Shifting Strategy: Nigeria Needs to Remain Polio-Free
The Expert Review Committee in Nigeria has emphasised that this is no time for complacency, with much still needed to keep the country polio-free.
With the two year milestone since the most recent case of wild poliovirus in Nigeria approaching, the Expert Review Committee (ERC) on Polio Eradication and Routine Immunization has emphasised there is no place for complacency to keep the country polio-free.
Meeting in Abuja on 21 – 22 June, the ERC emphasised that the strategy in Nigeria must now shift: from interrupting transmission to staying polio free, sustaining the hard-won gains, strengthening routine immunization and responding to outbreaks of vaccine-derived polioviruses.
Important progress has been made in 2016 with nearly two years having passed since the last case of wild poliovirus was reported in Kano, and the type 2 component of the oral polio vaccine being removed from use in April, as part of a global vaccine switch. Yet the ERC emphasised the need to fill sub-national surveillance gaps, to make significant improvements to routine immunization and to address risks to the programme such as waning political commitment and accountability and the inaccessibility of some populations in the North-East.
Improving immunity and strengthening surveillance
The ERC assessed that recent supplementary immunization activities in Nigeria have been of good quality, with the number of children missed going down. This has been thanks to programmatic improvements such as activities in between campaigns at religious gatherings, and hit-and-run activities in inaccessible areas to rapidly protect vulnerable children. In newly accessible areas, innovations such as expanded age range campaigns are being considered to rapidly increase immunity in as much of the population as possible.

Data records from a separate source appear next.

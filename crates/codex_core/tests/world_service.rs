use async_trait::async_trait;
use codex_core::config::CodexConfig;
use codex_core::markup::{LinkOutcome, LinkTarget};
use codex_core::service::{
    CharacterEdit, CharacterFilter, InitialSource, LoreEdit, LoreFilter, STARTER_TOPICS,
};
use codex_core::repo::kv_repo::KvResult;
use codex_core::{
    EntrySource, FetchError, ImportError, KvError, KvStore, LorePage, MemoryKvStore, RecordKind,
    ServiceError, WorldService,
};
use std::cell::Cell;
use std::collections::HashMap;

const NOW: i64 = 1_700_000_000_000;

fn fixed_clock() -> i64 {
    NOW
}

#[derive(Default)]
struct MapSource {
    documents: HashMap<String, String>,
}

impl MapSource {
    fn with(mut self, path: &str, text: &str) -> Self {
        self.documents.insert(path.to_string(), text.to_string());
        self
    }
}

#[async_trait]
impl EntrySource for MapSource {
    async fn fetch_text(&self, path: &str) -> Result<String, FetchError> {
        self.documents
            .get(path)
            .cloned()
            .ok_or_else(|| FetchError::Status {
                path: path.to_string(),
                status: 404,
            })
    }
}

/// Memory store whose writes can be switched off to simulate a full disk.
#[derive(Default)]
struct ReadOnlyAfter {
    inner: MemoryKvStore,
    read_only: Cell<bool>,
}

impl KvStore for ReadOnlyAfter {
    fn load(&self, key: &str) -> KvResult<Option<String>> {
        self.inner.load(key)
    }

    fn save(&self, key: &str, value: &str) -> KvResult<()> {
        if self.read_only.get() {
            return Err(KvError::from(rusqlite::Error::SqliteFailure(
                rusqlite::ffi::Error::new(rusqlite::ffi::SQLITE_FULL),
                None,
            )));
        }
        self.inner.save(key, value)
    }

    fn remove(&self, key: &str) -> KvResult<()> {
        self.inner.remove(key)
    }
}

const DEFAULT_WORLD: &str = r#"{
    "world": {"title": "Ashen Reach", "tagline": "Embers and salt"},
    "lore": [
        {"id": "l-old", "title": "Old Wars", "section": "History", "body": "See [[Magic]].", "updatedAt": 10},
        {"id": "l-magic", "title": "Magic", "section": "Systems", "body": "Runes.", "updatedAt": 20}
    ],
    "races": [{"id": "r-elf", "name": "Elf", "traits": ["Long-lived"]}],
    "characters": [
        {"id": "c-ilsa", "name": "Ilsa", "race": "Selkin", "bio": "Archivist."}
    ]
}"#;

fn defaults() -> MapSource {
    MapSource::default().with("data/world.json", DEFAULT_WORLD)
}

fn service(store: &MemoryKvStore) -> WorldService<&MemoryKvStore> {
    WorldService::new(store, CodexConfig::default()).with_clock(fixed_clock)
}

async fn loaded(store: &MemoryKvStore) -> WorldService<&MemoryKvStore> {
    let mut service = service(store);
    service.load_initial(&defaults()).await.unwrap();
    service
}

#[tokio::test]
async fn first_load_uses_defaults_and_persists_them() {
    let store = MemoryKvStore::new();
    let mut service = service(&store);

    let source = service.load_initial(&defaults()).await.unwrap();

    assert_eq!(source, InitialSource::Defaults);
    assert_eq!(service.state().world.title, "Ashen Reach");
    assert_eq!(service.state().races[0].updated_at, NOW);
    assert_eq!(service.state().lore[0].updated_at, 10);
    assert_eq!(service.selection().lore.as_deref(), Some("l-old"));
    assert!(store.load("purple_codex_world_v1").unwrap().is_some());
}

#[tokio::test]
async fn persisted_world_wins_over_defaults() {
    let store = MemoryKvStore::new();
    store
        .save(
            "purple_codex_world_v1",
            r#"{"world": {"title": "Saved"}, "lore": [{"title": "Kept"}]}"#,
        )
        .unwrap();

    let mut service = service(&store);
    let source = service.load_initial(&defaults()).await.unwrap();

    assert_eq!(source, InitialSource::Persisted);
    assert_eq!(service.state().world.title, "Saved");
    assert_eq!(service.state().lore[0].title, "Kept");
    assert!(service.state().lore[0].id.starts_with("lore-"));
    assert!(service.state().races.is_empty());
}

#[tokio::test]
async fn corrupt_persisted_world_falls_back_to_defaults() {
    let store = MemoryKvStore::new();
    store.save("purple_codex_world_v1", "{broken").unwrap();

    let mut service = service(&store);
    let source = service.load_initial(&defaults()).await.unwrap();

    assert_eq!(source, InitialSource::Defaults);
    assert_eq!(service.state().lore.len(), 2);
    assert_eq!(service.notice(), None);
    assert!(store
        .load("purple_codex_world_v1")
        .unwrap()
        .unwrap_or_default()
        .contains("Ashen Reach"));
}

#[tokio::test]
async fn missing_defaults_leave_an_empty_world_with_notice() {
    let store = MemoryKvStore::new();
    let mut service = service(&store);

    let source = service.load_initial(&MapSource::default()).await.unwrap();

    assert_eq!(source, InitialSource::Empty);
    assert!(service.state().lore.is_empty());
    assert!(service
        .notice()
        .unwrap_or_default()
        .starts_with("Could not load default data"));
    assert!(store.is_empty());
}

#[tokio::test]
async fn import_without_races_yields_empty_races() {
    let store = MemoryKvStore::new();
    let mut service = loaded(&store).await;

    service
        .import_json(r#"{"world": {"title": "Imported"}, "lore": [{"id": "x", "title": "Only"}]}"#)
        .unwrap();

    assert!(service.state().races.is_empty());
    assert!(service.state().characters.is_empty());
    assert_eq!(service.state().lore[0].updated_at, NOW);
    assert_eq!(service.selection().lore.as_deref(), Some("x"));
    assert_eq!(service.selection().race, None);
}

#[tokio::test]
async fn import_with_null_collections_yields_empty() {
    let store = MemoryKvStore::new();
    let mut service = loaded(&store).await;

    service
        .import_json(r#"{"world": null, "lore": [{"id": "x", "title": "Only"}], "races": null, "characters": null}"#)
        .unwrap();

    assert_eq!(service.state().world.title, "Your World");
    assert_eq!(service.state().lore.len(), 1);
    assert!(service.state().races.is_empty());
    assert!(service.state().characters.is_empty());
    assert_eq!(service.selection().character, None);
}

#[tokio::test]
async fn unknown_record_attributes_survive_import_edit_and_export() {
    let store = MemoryKvStore::new();
    let mut service = loaded(&store).await;
    service
        .import_json(
            r#"{
                "schema": "codex/2",
                "races": [{"id": "r1", "name": "Selkin", "stats": {"grace": 4}}],
                "characters": [{"id": "c1", "name": "Ilsa", "portrait": "ilsa.png"}]
            }"#,
        )
        .unwrap();

    service
        .save_character(
            "c1",
            &CharacterEdit {
                name: "Ilsa Varn".to_string(),
                ..CharacterEdit::default()
            },
        )
        .unwrap();

    let exported: serde_json::Value =
        serde_json::from_str(&service.export_json().unwrap()).unwrap();
    assert_eq!(exported["schema"], "codex/2");
    assert_eq!(exported["races"][0]["stats"]["grace"], 4);
    assert_eq!(exported["characters"][0]["name"], "Ilsa Varn");
    assert_eq!(exported["characters"][0]["portrait"], "ilsa.png");

    let persisted = store.load("purple_codex_world_v1").unwrap().unwrap();
    assert!(persisted.contains("\"portrait\":\"ilsa.png\""));
}

#[tokio::test]
async fn failed_save_leaves_memory_matching_storage() {
    let store = ReadOnlyAfter::default();
    let mut service = WorldService::new(&store, CodexConfig::default()).with_clock(fixed_clock);
    service.load_initial(&defaults()).await.unwrap();
    let before = service.state().clone();
    let selection = service.selection().clone();
    let stored = store.load("purple_codex_world_v1").unwrap();
    store.read_only.set(true);

    let edit = LoreEdit {
        title: "Renamed".to_string(),
        ..LoreEdit::default()
    };
    assert!(matches!(
        service.save_lore("l-old", &edit),
        Err(ServiceError::Store(_))
    ));
    assert!(service.new_lore_page(LorePage::default()).is_err());
    assert!(service.new_character(Default::default()).is_err());
    assert!(service.delete_race("r-elf").is_err());
    assert!(service.save_world_settings("Other", "").is_err());
    assert!(service.create_starter_page("Magic").is_err());

    assert_eq!(service.state(), &before);
    assert_eq!(service.selection(), &selection);
    assert!(service.recent().is_empty());
    assert_eq!(store.load("purple_codex_world_v1").unwrap(), stored);

    store.read_only.set(false);
    service.save_lore("l-old", &edit).unwrap();
    assert_eq!(service.state().lore[0].title, "Renamed");
}

#[tokio::test]
async fn failed_import_leaves_state_and_storage_untouched() {
    let store = MemoryKvStore::new();
    let mut service = loaded(&store).await;
    let before = service.state().clone();
    let stored = store.load("purple_codex_world_v1").unwrap();

    for payload in ["{not json", r#"{"lore": "not a list"}"#, "[1, 2]"] {
        let err = service.import_json(payload).unwrap_err();
        assert!(matches!(err, ImportError::InvalidJson(_)));
    }

    assert_eq!(service.state(), &before);
    assert_eq!(store.load("purple_codex_world_v1").unwrap(), stored);
}

#[tokio::test]
async fn lore_edits_trim_default_and_track_recent() {
    let store = MemoryKvStore::new();
    let mut service = loaded(&store).await;

    let page = service.new_lore_page(LorePage::default()).unwrap();
    assert_eq!(page.title, "New Lore Page");
    assert_eq!(page.section, "Unsorted");
    assert_eq!(service.state().lore[0].id, page.id);

    let saved = service
        .save_lore(
            &page.id,
            &LoreEdit {
                title: "   ".to_string(),
                section: "  Myths ".to_string(),
                body: "  keep spacing ".to_string(),
            },
        )
        .unwrap();
    assert_eq!(saved.title, "Untitled");
    assert_eq!(saved.section, "Myths");
    assert_eq!(saved.body, "  keep spacing ");

    assert_eq!(service.recent().len(), 1);
    assert_eq!(service.recent()[0].kind, RecordKind::Lore);
    assert_eq!(service.recent()[0].title, "Untitled");
    assert!(store.load("purple_codex_recent_v1").unwrap().is_some());

    service.delete_lore(&page.id).unwrap();
    assert_eq!(service.selection().lore.as_deref(), Some("l-old"));
    assert!(service.delete_lore(&page.id).is_err());
}

#[tokio::test]
async fn starter_chip_creates_seeded_page() {
    let store = MemoryKvStore::new();
    let mut service = loaded(&store).await;

    let page = service.create_starter_page(STARTER_TOPICS[1]).unwrap();

    assert_eq!(page.title, "Magic");
    assert_eq!(page.section, "Starter");
    assert_eq!(page.body, "## Magic\nWrite here.\n");
}

#[tokio::test]
async fn character_save_parses_lists_and_relationships() {
    let store = MemoryKvStore::new();
    let mut service = loaded(&store).await;

    let saved = service
        .save_character(
            "c-ilsa",
            &CharacterEdit {
                name: "Ilsa Varn".to_string(),
                race: " Selkin ".to_string(),
                keywords: "quiet, , archivist".to_string(),
                relationships: "Tov — rival — since — the flood\n".to_string(),
                ..CharacterEdit::default()
            },
        )
        .unwrap();

    assert_eq!(saved.race, "Selkin");
    assert_eq!(saved.keywords, vec!["quiet", "archivist"]);
    assert_eq!(saved.relationships[0].kind, "rival");
    assert_eq!(saved.relationships[0].note, "since — the flood");

    let filtered = service.character_listing(&CharacterFilter {
        text: String::new(),
        race: Some("SELKIN".to_string()),
    });
    assert_eq!(filtered.len(), 1);
    assert_eq!(service.race_options(), vec!["Elf", "Selkin"]);
}

#[tokio::test]
async fn listings_sort_newest_first_and_filter() {
    let store = MemoryKvStore::new();
    let service = loaded(&store).await;

    let all = service.lore_listing(&LoreFilter::default());
    assert_eq!(all[0].id, "l-magic");
    assert_eq!(all[1].id, "l-old");

    let history = service.lore_listing(&LoreFilter {
        text: String::new(),
        section: Some("history".to_string()),
    });
    assert_eq!(history.len(), 1);
    assert_eq!(service.section_options(), vec!["History", "Systems"]);
    assert_eq!(service.race_listing("long-LIVED").len(), 1);
}

#[tokio::test]
async fn links_search_and_export() {
    let store = MemoryKvStore::new();
    let mut service = loaded(&store).await;

    let html = service.render_markup("See [[magic]] and [[Nowhere]]").to_html();
    assert!(html.contains("data-link=\"l-magic\""));
    assert!(html.contains("data-link-missing=\"Nowhere\""));

    let outcome = service.follow_link(&LinkTarget::Missing("Nowhere".to_string()));
    match outcome {
        LinkOutcome::Missing { notice, .. } => assert_eq!(
            notice,
            "No page found titled \"Nowhere\". Create it with New Page."
        ),
        other => panic!("unexpected outcome: {other:?}"),
    }
    let outcome = service.follow_link(&LinkTarget::Resolved("l-magic".to_string()));
    assert_eq!(outcome, LinkOutcome::Navigate("l-magic".to_string()));
    assert_eq!(service.selection().lore.as_deref(), Some("l-magic"));

    let hits = service.search("runes");
    assert_eq!(hits.len(), 1);
    assert_eq!(hits[0].id, "l-magic");

    assert_eq!(service.export_file_name(), "ashen_reach_codex.json");
    let exported = service.export_json().unwrap();
    assert!(exported.contains("\n  \"world\""));
    assert!(exported.contains("\"updatedAt\""));
}

#[tokio::test]
async fn wipe_removes_persisted_keys() {
    let store = MemoryKvStore::new();
    let mut service = loaded(&store).await;
    service.create_starter_page("History").unwrap();
    assert_eq!(store.len(), 2);

    service.wipe().unwrap();

    assert!(store.is_empty());
    assert!(service.state().lore.is_empty());
    assert!(service.recent().is_empty());
}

Overall, the ERC recognised that surveillance in Nigeria is strong, but with sub-national gaps that still need to be addressed. The ERC recommended determining how resources could be optimally used to fill these gaps. Both surveillance for acute flaccid paralysis and environmental surveillance have important roles to play in the coming years. Only once three years have passed in Nigeria with no case of wild poliovirus and strong surveillance systems can the WHO African Region be certified as polio-free, making the strengthening of s
Stopping all polioviruses
As well as keeping Nigeria free from wild polio, the ERC also recognised steps to stop vaccine-derived polioviruses (VDPVs). In April, Nigeria successfully implemented the trivalent to bivalent oral polio vaccine switch, withdrawing the type 2 component of the oral polio vaccine alongside 155 other countries and territories worldwide within a two week period. In the long term, the switch will play an essential role in stopping the emergence of strains of type 2 vaccine-derived poliovirus outbreaks, which can emerge when routine immunization coverage is inadequate. The ERC also commended Nigeria for the successful campaigns that were carried out to make sure that immunity against type 2 was high at the time of the switch across the whole country.
Nigeria has seen one outbreak of circulating VDPV type 2 this year, in Borno state, in a sample taken from the environment on 23 March, before the switch took place. In response, the Director General of WHO approved the release of monovalent oral polio vaccine type 2 for up to three rounds to build immunity and stop the outbreak. The ERC congratulated Nigeria for their rapid response to this outbreak, with innovations and detailed micro-plans ensuring strong coverage and also recommended that Nigeria consider the possibility of using fractional dose inactivated polio vaccine for outbreak response strategies to further build up immunity against all types of poliovirus.
Strengthening Routine Immunization
The ERC was encouraged by the efforts of the Government of Nigeria and partners to improve routine immunization services. In particular, they noted the role of the polio eradication Emergency Operation Centers in improving logistics and tracking routine immunization coverage in 56 priority Local Government Areas. Yet with insecurity and insufficient coverage in some northern states, the ERC emphasised that investing in strengthening routine immunization through a comprehensive primary health care strategy must now be the priority of the government and partners in order to sustain the gains of the polio eradication programme and protect children against other vaccine-preventable diseases.
The ERC also reviewed Nigeria’s progress towards planning for the ramp down of polio eradication funding in the coming years once eradication is achieved, and the potential to transition the polio assets and infrastructure to help meet other health needs. Nigeria is currently mapping the polio funded assets of both partners and the government, and is beginning to document lessons learned from the last few decades of polio eradication efforts in order to share their insights with other health programmes. The ERC recommended that the transition planning process align the redeployment of polio assets with the priorities and gaps of the primary health care system. A plan for transition should be completed by the end of 2016, driven by the government and with input from a broad range of polio and non-polio stakeholders, including donors.
Keeping Nigeria Polio Free
With progress made and challenges ahead, continued efforts in Nigeria are as crucial as ever in the light of two years with no wild poliovirus. With two remaining endemic countries – Pakistan and Afghanistan – no unimmunized child anywhere in the world is free from the threat of polio, especially where routine immunization is weak. Stakeholders of the polio eradication programme in Nigeria must continue full pelt until the continent has been certified free from the virus.